Exercise directions:
Every line containing the word "bool" is to be copied from the data below.
+++ Supplied information
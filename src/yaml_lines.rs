//! Line-level YAML helpers. These inspect and edit single lines so that
//! comments, ordering and formatting of user-maintained files survive untouched.
//! None of them fail: callers get a presence/absence answer.

/// Drops a UTF-8 byte-order mark some editors put before the first line.
fn strip_bom(line: &str) -> &str {
    line.strip_prefix('\u{feff}').unwrap_or(line)
}

pub fn is_blank_or_comment(line: &str) -> bool {
    let trimmed = line.trim();
    trimmed.is_empty() || trimmed.starts_with('#')
}

pub fn leading_space_count(line: &str) -> usize {
    line.chars().take_while(|ch| *ch == ' ' || *ch == '\t').count()
}

/// Returns the indent of `line` if it is a `key:` mapping line for `key`,
/// tolerating whitespace before the colon.
pub fn match_key_line(line: &str, key: &str) -> Option<usize> {
    let line = strip_bom(line);
    if is_blank_or_comment(line) {
        return None;
    }
    let indent = leading_space_count(line);
    let rest = &line[indent..];
    let after_key = rest.strip_prefix(key)?;
    let after_ws = after_key.trim_start_matches([' ', '\t']);
    if !after_ws.starts_with(':') {
        return None;
    }
    Some(indent)
}

/// True when `content` has a top-level (column zero) `key:` line.
pub fn has_top_level_block(content: &str, key: &str) -> bool {
    content
        .lines()
        .any(|line| match_key_line(line, key) == Some(0))
}

/// Splits a top-level `key: value` line into its key and unquoted value.
pub fn parse_scalar_line(line: &str) -> Option<(&str, String)> {
    let line = strip_bom(line);
    if is_blank_or_comment(line) || leading_space_count(line) != 0 {
        return None;
    }
    let (key, raw_value) = line.split_once(':')?;
    let key = key.trim_end();
    if key.is_empty() {
        return None;
    }
    Some((key, unquote(strip_trailing_comment(raw_value.trim()))))
}

fn strip_trailing_comment(value: &str) -> &str {
    if value.starts_with('"') || value.starts_with('\'') {
        return value;
    }
    match value.find(" #") {
        Some(idx) => value[..idx].trim_end(),
        None => value,
    }
}

fn unquote(value: &str) -> String {
    if value.len() >= 2 && value.starts_with('\'') && value.ends_with('\'') {
        return value[1..value.len() - 1].replace("''", "'");
    }
    if value.len() >= 2 && value.starts_with('"') && value.ends_with('"') {
        let mut out = String::new();
        let mut chars = value[1..value.len() - 1].chars();
        while let Some(ch) = chars.next() {
            if ch != '\\' {
                out.push(ch);
                continue;
            }
            match chars.next() {
                Some('n') => out.push('\n'),
                Some('t') => out.push('\t'),
                Some('r') => out.push('\r'),
                Some(other) => out.push(other),
                None => out.push('\\'),
            }
        }
        return out;
    }
    value.to_string()
}

pub fn double_quoted(value: &str) -> String {
    let mut inner = String::new();
    for ch in value.chars() {
        match ch {
            '\\' => inner.push_str("\\\\"),
            '"' => inner.push_str("\\\""),
            '\n' => inner.push_str("\\n"),
            '\r' => inner.push_str("\\r"),
            '\t' => inner.push_str("\\t"),
            _ => inner.push(ch),
        }
    }
    format!("\"{inner}\"")
}

/// Appends `fragment` to `content`, separated by a blank line, keeping the
/// existing text byte-for-byte.
pub fn append_fragment(content: &str, fragment: &str) -> String {
    let mut out = content.to_string();
    if !out.is_empty() {
        if !out.ends_with('\n') {
            out.push('\n');
        }
        if !out.ends_with("\n\n") {
            out.push('\n');
        }
    }
    out.push_str(fragment);
    if !out.ends_with('\n') {
        out.push('\n');
    }
    out
}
++++++
Reply:
pub fn is_blank_or_comment(line: &str) -> bool {
pub fn has_top_level_block(content: &str, key: &str) -> bool {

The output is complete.